What animals should not be kept in zoos?

Keeping wild animals in zoos is controversial, and there is no definitive answer about which animals should or should not be kept in captivity. It is generally known that animals that require large territories to roam are highly intelligent and have complex social structures.

They should not be kept in zoos but should be in their natural habitats. For example, elephants, big cats, and primates are often cited as animals that do not thrive in zoo environments due to their need for space, social interaction, and mental stimulation.


What are the negative effects of zoos on animals?

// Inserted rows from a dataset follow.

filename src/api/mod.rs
//! API layer - HTTP endpoint handlers.

mod entries;
mod health;
mod metrics;
mod routes;

// Re-export all handlers for use in server/app.rs
pub use entries::{create_entry, delete_entry, get_entry, list_entries, update_entry};
pub use health::health;
pub use metrics::prometheus_metrics;
pub use routes::api_routes;
//! Prometheus metrics for the entries service.
//!
//! Covers the database access layer:
//! - Query counts and latency
//! - Startup connectivity attempts
//! - Pool connection lifecycle and occupancy

mod helpers;

pub use helpers::{encode_metrics, ConnectMetrics, PoolMetrics, QueryMetrics};

use lazy_static::lazy_static;
use prometheus::{
    register_histogram, register_int_counter, register_int_counter_vec, register_int_gauge,
    Histogram, IntCounter, IntCounterVec, IntGauge,
};

/// Prefix for all metrics
const METRIC_PREFIX: &str = "entries";

lazy_static! {
    // ============================================================================
    // Query Metrics
    // ============================================================================

    /// Total statements executed by outcome
    pub static ref DB_QUERIES_TOTAL: IntCounterVec = register_int_counter_vec!(
        format!("{}_db_queries_total", METRIC_PREFIX),
        "Total statements executed against the database",
        &["outcome"]
    ).unwrap();

    /// Statement execution latency, excluding pool acquisition
    pub static ref DB_QUERY_DURATION: Histogram = register_histogram!(
        format!("{}_db_query_duration_seconds", METRIC_PREFIX),
        "Statement execution latency in seconds",
        vec![0.001, 0.005, 0.01, 0.025, 0.05, 0.1, 0.25, 0.5, 1.0, 2.5, 5.0]
    ).unwrap();

    // ============================================================================
    // Connectivity Metrics
    // ============================================================================

    /// Startup connectivity attempts by outcome
    pub static ref DB_CONNECT_ATTEMPTS_TOTAL: IntCounterVec = register_int_counter_vec!(
        format!("{}_db_connect_attempts_total", METRIC_PREFIX),
        "Startup connectivity check attempts",
        &["outcome"]
    ).unwrap();

    /// Physical connections opened by the pool
    pub static ref DB_CONNECTIONS_OPENED_TOTAL: IntCounter = register_int_counter!(
        format!("{}_db_connections_opened_total", METRIC_PREFIX),
        "Physical database connections opened by the pool"
    ).unwrap();

    /// Idle connections discarded after failing a liveness ping
    pub static ref DB_IDLE_ERRORS_TOTAL: IntCounter = register_int_counter!(
        format!("{}_db_idle_errors_total", METRIC_PREFIX),
        "Idle pooled connections that failed a liveness ping"
    ).unwrap();

    // ============================================================================
    // Pool Occupancy
    // ============================================================================

    pub static ref DB_POOL_CONNECTIONS: IntGauge = register_int_gauge!(
        format!("{}_db_pool_connections", METRIC_PREFIX),
        "Open connections held by the pool"
    ).unwrap();

    pub static ref DB_POOL_IDLE_CONNECTIONS: IntGauge = register_int_gauge!(
        format!("{}_db_pool_idle_connections", METRIC_PREFIX),
        "Idle connections held by the pool"
    ).unwrap();
}

#[cfg(test)]
mod tests {
    use super::*;

    #[test]
    fn test_metrics_register_and_encode() {
        QueryMetrics::record_success(0.002);
        ConnectMetrics::record_failure();
        PoolMetrics::record_connection_opened();

        let output = encode_metrics().unwrap();
        assert!(output.contains("entries_db_queries_total"));
        assert!(output.contains("entries_db_connect_attempts_total"));
        assert!(output.contains("entries_db_connections_opened_total"));
    }
}
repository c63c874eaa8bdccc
mod app;
mod state;

pub use app::create_app;
pub use state::AppState;
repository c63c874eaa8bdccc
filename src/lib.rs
// Infrastructure layer (shared components)
pub mod infrastructure;

// Re-export infrastructure modules for shorter paths
pub use infrastructure::config;
pub use infrastructure::error;
pub use infrastructure::metrics;
pub use infrastructure::postgres;

// Domain layer
pub mod entries;

// Application layer
pub mod api;
pub mod server;

// Supporting modules
pub mod shutdown;
pub mod telemetry;
//! One-shot schema bootstrap: connect, create the `entries` table, exit.

use std::sync::Arc;

use anyhow::Result;

use entries_service::config::{OtelConfig, Settings};
use entries_service::postgres::{PoolManager, QueryExecutor};
use entries_service::telemetry::init_telemetry;

#[tokio::main]
async fn main() -> Result<()> {
    let (settings, _telemetry) = match Settings::new() {
        Ok(settings) => {
            let telemetry = init_telemetry(&settings.otel)?;
            (settings, telemetry)
        }
        Err(e) => {
            let _telemetry = init_telemetry(&OtelConfig::default())?;
            tracing::error!(error = %e, "Failed to load configuration");
            return Err(e.into());
        }
    };

    let executor = QueryExecutor::new(Arc::new(PoolManager::new(settings.database)));

    let outcome = async {
        executor.connect_with_retry().await?;
        executor.init_schema().await
    }
    .await;

    executor.close().await;

    match outcome {
        Ok(()) => {
            tracing::info!("Database initialized successfully");
            Ok(())
        }
        Err(e) => {
            tracing::error!(error = %e, "Failed to initialize database");
            Err(e.into())
        }
    }
}
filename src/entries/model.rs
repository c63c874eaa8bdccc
use chrono::{DateTime, Utc};
use serde::{Deserialize, Serialize};
use thiserror::Error;

use crate::postgres::schema::TITLE_MAX_CHARS;

/// A stored entry, serialized as its public attributes.
#[derive(Debug, Clone, PartialEq, Serialize, Deserialize)]
pub struct Entry {
    pub id: i32,
    pub title: String,
    pub content: String,
    pub created_at: DateTime<Utc>,
}

/// Request body for creating or replacing an entry.
///
/// Missing fields deserialize as empty strings so that they are reported by
/// [`EntryInput::validate`] rather than by the JSON extractor.
#[derive(Debug, Clone, Default, PartialEq, Deserialize)]
pub struct EntryInput {
    #[serde(default)]
    pub title: String,
    #[serde(default)]
    pub content: String,
}

#[derive(Debug, Clone, PartialEq, Eq, Error)]
pub enum EntryValidationError {
    #[error("Title and content are required")]
    MissingField,

    #[error("Title must be at most {max} characters")]
    TitleTooLong { max: usize },
}

impl EntryInput {
    pub fn new(title: impl Into<String>, content: impl Into<String>) -> Self {
        Self {
            title: title.into(),
            content: content.into(),
        }
    }

    pub fn validate(&self) -> Result<(), EntryValidationError> {
        if self.title.is_empty() || self.content.is_empty() {
            return Err(EntryValidationError::MissingField);
        }
        if self.title.chars().count() > TITLE_MAX_CHARS {
            return Err(EntryValidationError::TitleTooLong {
                max: TITLE_MAX_CHARS,
            });
        }
        Ok(())
    }
}
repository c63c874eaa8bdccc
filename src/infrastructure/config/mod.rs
mod settings;

pub use settings::{DatabaseConfig, OtelConfig, RetryConfig, ServerConfig, Settings};
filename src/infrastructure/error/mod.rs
use axum::{
    extract::rejection::{JsonRejection, PathRejection},
    http::StatusCode,
    response::{IntoResponse, Response},
    Json,
};
use serde::Serialize;
use thiserror::Error;

use crate::postgres::DatabaseError;

#[derive(Error, Debug)]
pub enum AppError {
    #[error("Validation error: {0}")]
    Validation(String),

    #[error("Not found: {0}")]
    NotFound(String),

    #[error("Database error: {0}")]
    Database(#[from] DatabaseError),
}

#[derive(Serialize)]
struct ErrorResponse {
    error: ErrorBody,
}

#[derive(Serialize)]
struct ErrorBody {
    code: String,
    message: String,
}

/// Check if running in production mode (based on RUN_MODE env var)
fn is_production() -> bool {
    std::env::var("RUN_MODE")
        .map(|m| m == "production" || m == "prod")
        .unwrap_or(false)
}

impl AppError {
    fn parts(&self) -> (StatusCode, &'static str, String) {
        match self {
            AppError::Validation(msg) => {
                (StatusCode::BAD_REQUEST, "VALIDATION_ERROR", msg.clone())
            }
            AppError::NotFound(msg) => (StatusCode::NOT_FOUND, "NOT_FOUND", msg.clone()),
            AppError::Database(e) => {
                let message = if is_production() {
                    "Internal server error".to_string()
                } else {
                    e.to_string()
                };
                (StatusCode::INTERNAL_SERVER_ERROR, "DATABASE_ERROR", message)
            }
        }
    }
}

impl IntoResponse for AppError {
    fn into_response(self) -> Response {
        let (status, code, client_message) = self.parts();

        // Always log the detailed error server-side
        if status.is_server_error() {
            tracing::error!(
                code = %code,
                status = %status.as_u16(),
                error = %self,
                "API error"
            );
        } else {
            tracing::debug!(
                code = %code,
                status = %status.as_u16(),
                error = %self,
                "Request rejected"
            );
        }

        let body = ErrorResponse {
            error: ErrorBody {
                code: code.to_string(),
                message: client_message,
            },
        };

        (status, Json(body)).into_response()
    }
}

// Extractor rejections share the JSON error body
impl From<JsonRejection> for AppError {
    fn from(rejection: JsonRejection) -> Self {
        AppError::Validation(rejection.body_text())
    }
}

impl From<PathRejection> for AppError {
    fn from(rejection: PathRejection) -> Self {
        AppError::Validation(rejection.body_text())
    }
}

pub type Result<T> = std::result::Result<T, AppError>;
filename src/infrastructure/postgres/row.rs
//! Statement parameters and decoded result sets.

use chrono::{DateTime, NaiveDate, NaiveDateTime, SecondsFormat, Utc};
use serde::de::DeserializeOwned;
use serde::Serialize;
use serde_json::{Map, Value};
use sqlx::postgres::{PgArguments, PgColumn, PgRow};
use sqlx::query::Query;
use sqlx::{Column, Postgres, Row as _, TypeInfo};

use super::DatabaseError;

/// A bind parameter for [`QueryExecutor::query`](super::QueryExecutor::query).
#[derive(Debug, Clone, PartialEq)]
pub enum SqlValue {
    /// Bound as a NULL `TEXT`
    Null,
    Int(i32),
    Text(String),
}

impl SqlValue {
    pub(crate) fn bind<'q>(
        &self,
        query: Query<'q, Postgres, PgArguments>,
    ) -> Query<'q, Postgres, PgArguments> {
        match self {
            SqlValue::Null => query.bind(None::<String>),
            SqlValue::Int(v) => query.bind(*v),
            SqlValue::Text(v) => query.bind(v.clone()),
        }
    }
}

impl From<i32> for SqlValue {
    fn from(v: i32) -> Self {
        SqlValue::Int(v)
    }
}

impl From<&str> for SqlValue {
    fn from(v: &str) -> Self {
        SqlValue::Text(v.to_string())
    }
}

impl From<String> for SqlValue {
    fn from(v: String) -> Self {
        SqlValue::Text(v)
    }
}

impl<T: Into<SqlValue>> From<Option<T>> for SqlValue {
    fn from(v: Option<T>) -> Self {
        v.map_or(SqlValue::Null, Into::into)
    }
}

/// One result row: column name to JSON value.
///
/// Timestamps are rendered as RFC 3339 strings.
#[derive(Debug, Clone, Default, PartialEq, Serialize)]
#[serde(transparent)]
pub struct Row(Map<String, Value>);

impl Row {
    pub fn get(&self, column: &str) -> Option<&Value> {
        self.0.get(column)
    }

    pub fn into_map(self) -> Map<String, Value> {
        self.0
    }

    /// Deserialize the row into a typed record.
    pub fn deserialize<T: DeserializeOwned>(self) -> Result<T, DatabaseError> {
        Ok(serde_json::from_value(Value::Object(self.0))?)
    }

    pub(crate) fn decode(row: &PgRow) -> Result<Self, DatabaseError> {
        let mut map = Map::with_capacity(row.len());
        for column in row.columns() {
            map.insert(column.name().to_string(), decode_column(row, column)?);
        }
        Ok(Row(map))
    }
}

impl From<Map<String, Value>> for Row {
    fn from(map: Map<String, Value>) -> Self {
        Row(map)
    }
}

/// Rows returned by a statement plus the server-reported row count.
#[derive(Debug, Clone, Default, PartialEq, Serialize)]
pub struct QueryResult {
    pub rows: Vec<Row>,
    /// Rows returned or affected, as reported in the command tag
    pub row_count: u64,
}

impl QueryResult {
    pub fn into_first(self) -> Option<Row> {
        self.rows.into_iter().next()
    }

    /// Deserialize every row into `T`.
    pub fn deserialize_all<T: DeserializeOwned>(self) -> Result<Vec<T>, DatabaseError> {
        self.rows.into_iter().map(Row::deserialize).collect()
    }
}

fn decode_column(row: &PgRow, column: &PgColumn) -> Result<Value, DatabaseError> {
    let idx = column.ordinal();
    let type_name = column.type_info().name();

    let value = match type_name {
        "BOOL" => get::<bool>(row, idx)?.map(Value::from),
        "INT2" => get::<i16>(row, idx)?.map(Value::from),
        "INT4" => get::<i32>(row, idx)?.map(Value::from),
        "INT8" => get::<i64>(row, idx)?.map(Value::from),
        "FLOAT4" => get::<f32>(row, idx)?.map(|v| Value::from(f64::from(v))),
        "FLOAT8" => get::<f64>(row, idx)?.map(Value::from),
        "TEXT" | "VARCHAR" | "BPCHAR" | "NAME" => get::<String>(row, idx)?.map(Value::from),
        "TIMESTAMPTZ" => get::<DateTime<Utc>>(row, idx)?
            .map(|v| Value::from(v.to_rfc3339_opts(SecondsFormat::Micros, true))),
        "TIMESTAMP" => get::<NaiveDateTime>(row, idx)?
            .map(|v| Value::from(v.format("%Y-%m-%dT%H:%M:%S%.6f").to_string())),
        "DATE" => get::<NaiveDate>(row, idx)?.map(|v| Value::from(v.to_string())),
        "JSON" | "JSONB" => get::<Value>(row, idx)?,
        "VOID" => None,
        other => {
            return Err(DatabaseError::UnsupportedColumn {
                column: column.name().to_string(),
                type_name: other.to_string(),
            })
        }
    };

    Ok(value.unwrap_or(Value::Null))
}

fn get<'r, T>(row: &'r PgRow, idx: usize) -> Result<Option<T>, DatabaseError>
where
    T: sqlx::Decode<'r, Postgres> + sqlx::Type<Postgres>,
{
    row.try_get::<Option<T>, _>(idx)
        .map_err(DatabaseError::Statement)
}

#[cfg(test)]
mod tests {
    use super::*;
    use serde::Deserialize;
    use serde_json::json;

    #[derive(Debug, Deserialize)]
    struct Sample {
        id: i32,
        title: String,
        created_at: DateTime<Utc>,
    }

    fn sample_row() -> Row {
        match json!({
            "id": 7,
            "title": "Test Entry 1",
            "created_at": "2024-03-01T12:30:00.123456Z",
        }) {
            Value::Object(map) => Row::from(map),
            _ => unreachable!(),
        }
    }

    #[test]
    fn test_row_deserializes_into_record() {
        let sample: Sample = sample_row().deserialize().unwrap();
        assert_eq!(sample.id, 7);
        assert_eq!(sample.title, "Test Entry 1");
        assert_eq!(sample.created_at.timestamp_subsec_micros(), 123456);
    }

    #[test]
    fn test_row_deserialize_reports_missing_column() {
        let mut map = sample_row().into_map();
        map.remove("title");
        let err = Row::from(map).deserialize::<Sample>().unwrap_err();
        assert!(matches!(err, DatabaseError::RowMapping(_)));
    }

    #[test]
    fn test_row_accessors() {
        let row = sample_row();
        assert_eq!(row.get("id"), Some(&json!(7)));
        assert!(row.get("missing").is_none());
        assert_eq!(row.into_map().len(), 3);
    }

    #[test]
    fn test_query_result_helpers() {
        let result = QueryResult {
            rows: vec![sample_row()],
            row_count: 1,
        };
        assert_eq!(result.rows[0].get("id"), Some(&json!(7)));

        let samples: Vec<Sample> = result.deserialize_all().unwrap();
        assert_eq!(samples.len(), 1);
    }

    #[test]
    fn test_sql_value_conversions() {
        assert_eq!(SqlValue::from(3_i32), SqlValue::Int(3));
        assert_eq!(SqlValue::from("hi"), SqlValue::Text("hi".into()));
        assert_eq!(SqlValue::from(None::<i32>), SqlValue::Null);
        assert_eq!(SqlValue::from(Some(5_i32)), SqlValue::Int(5));
    }
}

Zoos are facilities that keep animals in captivity for public display and entertainment. The negative effects of zoos on animals include physical and psychological harm, limited space and social interaction, and increased risk of disease and premature death.

Studies have shown that zoo animals often exhibit abnormal behaviors such as pacing, self-mutilation, and aggression, which indicate stress and frustration caused by their confinement.

Is it morally wrong to keep animals in zoos?

Keeping animals in zoos is a topic that raises ethical concerns. While some argue that zoos help protect endangered species, others believe it is morally wrong to keep animals in captivity for human entertainment.

Additionally, studies have shown that zoo animals often suffer from stress, lack of proper care, and restricted living conditions.

Why should animals not be kept in zoos?

Keeping animals in zoos is confining wild animals in captivity for public exhibition. Animals should not be kept in zoos because it can lead to physical and psychological problems for the animals, such as increased stress and aggression, as well as decreased life expectancy.

Additionally, zoos often fail to provide animals with adequate space, nutrition, and socialization, which can further contribute to their poor health and well-being.

Why zoos should exist?

Zoos should exist because they are vital in conservation efforts and education. Zoos provide a haven for endangered species and help to prevent their extinction. Additionally, zoos offer a unique opportunity to learn about animals and there, promoting conservation and awareness.